Intermediate uveitis in common variable immunodeficiency (CVID) associated with a heterozygous variant in the TNFRSF13B gene.

Purpose: To report on a rare case of intermediate uveitis occurring in a patient with common variable immunodeficiency (CVID) and a heterozygous TNFRSF13B variant.

Methods: Observational case report.

Results: A 23-year-old male presented with a 3-month history of increasing floaters and blurred vision to both eyes. He had been treated with topical and intravitreal corticosteroids by his local ophthalmologist nine months before. Ocular examination demonstrated bilateral intermediate uveitis with retinal vasculitis. He had been treated with intravenous immunoglobulins during childhood, due to primary humoral immunodeficiency. Systemic work-up for other causes of intermediate uveitis was unremarkable, notably no features of systemic sarcoid-like disease were detected. Initial treatment with mycophenolate mofetil showed insufficient response, and upon switching to adalimumab, clinical remission was achieved.

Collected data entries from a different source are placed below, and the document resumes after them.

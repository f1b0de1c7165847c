//! Linear undo/redo history.

use glam::Vec3;
use shared::{AssetId, InstanceId};

use crate::error::EditorError;

/// A reversible scene edit.
///
/// Commands capture only the data needed to invert themselves and resolve
/// the affected object through the registry by instance ID at execution
/// time; a previous undo/redo cycle may have replaced the concrete object.
#[derive(Debug, Clone)]
pub enum UndoCommand {
    /// An object was spawned (recorded on its first completed move).
    Spawn {
        asset_id: AssetId,
        instance_id: InstanceId,
        position: Vec3,
    },
    /// An object was deleted. `position` is its pre-delete location.
    Delete {
        asset_id: AssetId,
        instance_id: InstanceId,
        position: Vec3,
    },
    /// An object was moved.
    Move {
        instance_id: InstanceId,
        original_position: Vec3,
        target_position: Vec3,
    },
}

/// Ordered command history with a head pointing at the most recently
/// applied command.
///
/// Registering a new command while redo is available truncates everything
/// past the head first; there is no redo tree.
#[derive(Debug, Default)]
pub struct UndoStack {
    commands: Vec<UndoCommand>,
    /// Index of the most recently applied command, `None` if everything has
    /// been undone (or nothing was ever registered).
    head: Option<usize>,
}

impl UndoStack {
    pub fn can_undo(&self) -> bool {
        self.head.is_some()
    }

    pub fn can_redo(&self) -> bool {
        match self.head {
            None => !self.commands.is_empty(),
            Some(head) => head + 1 < self.commands.len(),
        }
    }

    /// Index of the most recently applied command.
    pub fn head(&self) -> Option<usize> {
        self.head
    }

    pub fn len(&self) -> usize {
        self.commands.len()
    }

    pub fn is_empty(&self) -> bool {
        self.commands.is_empty()
    }

    /// Append a command, discarding any undone commands past the head.
    /// Returns the new head index.
    pub fn register(&mut self, command: UndoCommand) -> usize {
        self.trim_redo_commands();

        self.commands.push(command);
        let head = self.commands.len() - 1;
        self.head = Some(head);
        head
    }

    /// Step the head back and hand out the command to invert. Fails without
    /// mutating when there is nothing to undo.
    pub fn begin_undo(&mut self) -> Result<UndoCommand, EditorError> {
        let head = self.head.ok_or(EditorError::NothingToUndo)?;
        let command = self.commands[head].clone();

        self.head = head.checked_sub(1);
        Ok(command)
    }

    /// Step the head forward and hand out the command to reapply. Fails
    /// without mutating when there is nothing to redo.
    pub fn begin_redo(&mut self) -> Result<UndoCommand, EditorError> {
        if !self.can_redo() {
            return Err(EditorError::NothingToRedo);
        }

        let next = self.head.map_or(0, |head| head + 1);
        self.head = Some(next);
        Ok(self.commands[next].clone())
    }

    fn trim_redo_commands(&mut self) {
        if !self.can_redo() {
            return;
        }

        match self.head {
            // The head is all the way at the start; drop everything.
            None => self.commands.clear(),
            Some(head) => self.commands.truncate(head + 1),
        }
    }
}
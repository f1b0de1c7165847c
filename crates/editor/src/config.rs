//! Editor tuning values.

use serde::{Deserialize, Serialize};

/// Camera movement tuning.
#[derive(Debug, Clone, Serialize, Deserialize)]
pub struct CameraConfig {
    /// The smallest distance to which the camera is allowed to zoom in.
    pub min_zoom: f32,
    /// The largest distance to which the camera is allowed to zoom out.
    pub max_zoom: f32,
    /// Sensitivity of the zoom action when pinching on the screen.
    pub zoom_sensitivity: f32,
    /// The lowest speed at which a zoom action moves to its target distance.
    pub min_zoom_speed: f32,
    /// The maximum time a zoom action takes to reach the target distance.
    /// Zero or negative disables smoothing and snaps instead.
    pub zoom_inertia_time: f32,
    /// Sensitivity of rotate actions. 1.0 matches the input angle exactly.
    pub rotate_sensitivity: f32,
    /// Minimal rotation speed in radians per second while smoothing.
    pub min_rotate_speed: f32,
    /// The maximum time a rotate action takes to complete.
    pub rotation_inertia_time: f32,
    /// Vertical field of view in radians.
    pub fov: f32,
    /// Near clip distance.
    pub near: f32,
    /// Far clip distance. Also the maximum distance for selection queries.
    pub far: f32,
    /// Initial offset of the camera from the pivot. Its direction is the
    /// fixed zoom axis; its length is the initial zoom distance.
    pub initial_offset: [f32; 3],
}

impl Default for CameraConfig {
    fn default() -> Self {
        Self {
            min_zoom: 1.0,
            max_zoom: 25.0,
            zoom_sensitivity: 1.0,
            min_zoom_speed: 0.1,
            zoom_inertia_time: 0.2,
            rotate_sensitivity: 1.0,
            min_rotate_speed: 5.0_f32.to_radians(),
            rotation_inertia_time: 0.2,
            fov: 60.0_f32.to_radians(),
            near: 0.1,
            far: 200.0,
            initial_offset: [0.0, 12.0, -10.0],
        }
    }
}

/// Object mover tuning.
#[derive(Debug, Clone, Serialize, Deserialize)]
pub struct MoverConfig {
    /// The minimal speed per second at which a dragged object moves.
    pub min_move_speed: f32,
    /// If larger than zero, a smooth delay is applied to dragged objects.
    pub move_inertia_time: f32,
}

impl Default for MoverConfig {
    fn default() -> Self {
        Self {
            min_move_speed: 0.1,
            move_inertia_time: 0.2,
        }
    }
}

/// Touch input tuning.
#[derive(Debug, Clone, Serialize, Deserialize)]
pub struct InputConfig {
    /// Screen size in pixels, bottom-left origin.
    pub screen_size: [f32; 2],
    /// Display density used to normalize pinch distances.
    pub screen_dpi: f32,
    /// Minimum screen-space displacement in pixels before a tap is
    /// reclassified as a drag.
    pub drag_threshold: f32,
}

impl Default for InputConfig {
    fn default() -> Self {
        Self {
            screen_size: [1080.0, 1920.0],
            screen_dpi: 100.0,
            drag_threshold: 10.0,
        }
    }
}

/// Top-level editor configuration.
#[derive(Debug, Clone, Default, Serialize, Deserialize)]
pub struct EditorConfig {
    pub camera: CameraConfig,
    pub mover: MoverConfig,
    pub input: InputConfig,
}
//! Smooth movement of a single scene object.

use glam::Vec3;
use shared::InstanceId;

use crate::config::MoverConfig;

use super::registry::ObjectRegistry;

/// Notification payload fired when a move action finishes.
#[derive(Debug, Clone, Copy)]
pub struct CompletedMove {
    pub instance_id: InstanceId,
    pub initial_position: Vec3,
    pub final_position: Vec3,
}

#[derive(Debug)]
struct ActiveMove {
    instance_id: InstanceId,
    initial_position: Vec3,
    target_position: Vec3,
    /// Prior enabled flags, index-aligned with the object's colliders.
    collider_states: Vec<bool>,
}

/// Moves at most one object at a time toward a target position, with the
/// same minimum-speed smoothing model the camera uses.
///
/// While a move is active, every collider on the object is disabled so that
/// world-point queries for this drag do not hit the object itself; the
/// prior enabled flags are restored when the move ends.
#[derive(Debug)]
pub struct ObjectMover {
    config: MoverConfig,
    active: Option<ActiveMove>,
    /// The last moved object and its position before that move started.
    /// Kept after the move ends so a deletion can still recover the
    /// object's pre-drag location.
    last_move: Option<(InstanceId, Vec3)>,
}

impl ObjectMover {
    pub fn new(config: MoverConfig) -> Self {
        Self {
            config,
            active: None,
            last_move: None,
        }
    }

    /// The object currently being moved, if any.
    pub fn active_instance(&self) -> Option<InstanceId> {
        self.active.as_ref().map(|m| m.instance_id)
    }

    /// The pre-move position of the given object, if it was the last one
    /// this mover touched.
    pub fn initial_position_for(&self, instance_id: InstanceId) -> Option<Vec3> {
        self.last_move
            .filter(|(id, _)| *id == instance_id)
            .map(|(_, position)| position)
    }

    /// Begin moving an object toward `target`. Records the object's
    /// pre-move position and disables its colliders.
    pub fn start_move(
        &mut self,
        instance_id: InstanceId,
        target: Vec3,
        objects: &mut ObjectRegistry,
    ) {
        if self.active.is_some() {
            tracing::error!("starting a move while another move is still active");
            debug_assert!(false, "starting a move while another move is still active");
            self.restore_colliders(objects);
        }

        let Some(object) = objects.get_mut(instance_id) else {
            tracing::error!(instance_id, "cannot start moving an unregistered object");
            return;
        };

        let initial_position = object.position;
        let mut collider_states = Vec::with_capacity(object.colliders.len());
        for collider in &mut object.colliders {
            collider_states.push(collider.enabled);
            collider.enabled = false;
        }

        self.active = Some(ActiveMove {
            instance_id,
            initial_position,
            target_position: target,
            collider_states,
        });
        self.last_move = Some((instance_id, initial_position));
    }

    /// Update the target position of the object currently being moved.
    pub fn set_move_target(&mut self, target: Vec3) {
        if let Some(active) = &mut self.active {
            active.target_position = target;
        }
    }

    /// Finish the current move: snap the object to its last target, restore
    /// its colliders, and report the completed move.
    ///
    /// A safe no-op returning `None` when no move is active, or when the
    /// object was deleted mid-drag.
    pub fn end_move(&mut self, objects: &mut ObjectRegistry) -> Option<CompletedMove> {
        let active = self.active.take()?;

        let object = objects.get_mut(active.instance_id)?;
        object.position = active.target_position;
        for (collider, prior) in object.colliders.iter_mut().zip(active.collider_states) {
            collider.enabled = prior;
        }

        Some(CompletedMove {
            instance_id: active.instance_id,
            initial_position: active.initial_position,
            final_position: active.target_position,
        })
    }

    /// Integrate the active object toward its target. Called once per frame
    /// after input processing.
    pub fn update(&mut self, dt: f32, objects: &mut ObjectRegistry) {
        let Some(active) = &self.active else {
            return;
        };
        let Some(object) = objects.get_mut(active.instance_id) else {
            return;
        };

        if self.config.move_inertia_time <= 0.0 {
            object.position = active.target_position;
            return;
        }

        let gap = active.target_position - object.position;
        let speed = gap.length().max(self.config.min_move_speed) / self.config.move_inertia_time;

        object.position = move_towards(object.position, active.target_position, speed * dt);
    }

    fn restore_colliders(&mut self, objects: &mut ObjectRegistry) {
        let Some(active) = self.active.take() else {
            return;
        };
        if let Some(object) = objects.get_mut(active.instance_id) {
            for (collider, prior) in object.colliders.iter_mut().zip(active.collider_states) {
                collider.enabled = prior;
            }
        }
    }
}

fn move_towards(current: Vec3, target: Vec3, max_step: f32) -> Vec3 {
    let gap = target - current;
    let distance = gap.length();
    if distance <= max_step || distance < f32::EPSILON {
        target
    } else {
        current + gap / distance * max_step
    }
}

Immunocytometry and genetic work-up revealed a smB+CD21norm subtype of CVID and a heterozygous TNFRSF13B variant.

Conclusion: This report of CVID-associated intermediate uveitis in a patient with a heterozygous TNFRSF13B variant highlights the potential involvement of the eye within CVID-associated autoimmunity and the role for anti-TNF blockade in this challenging group of patients.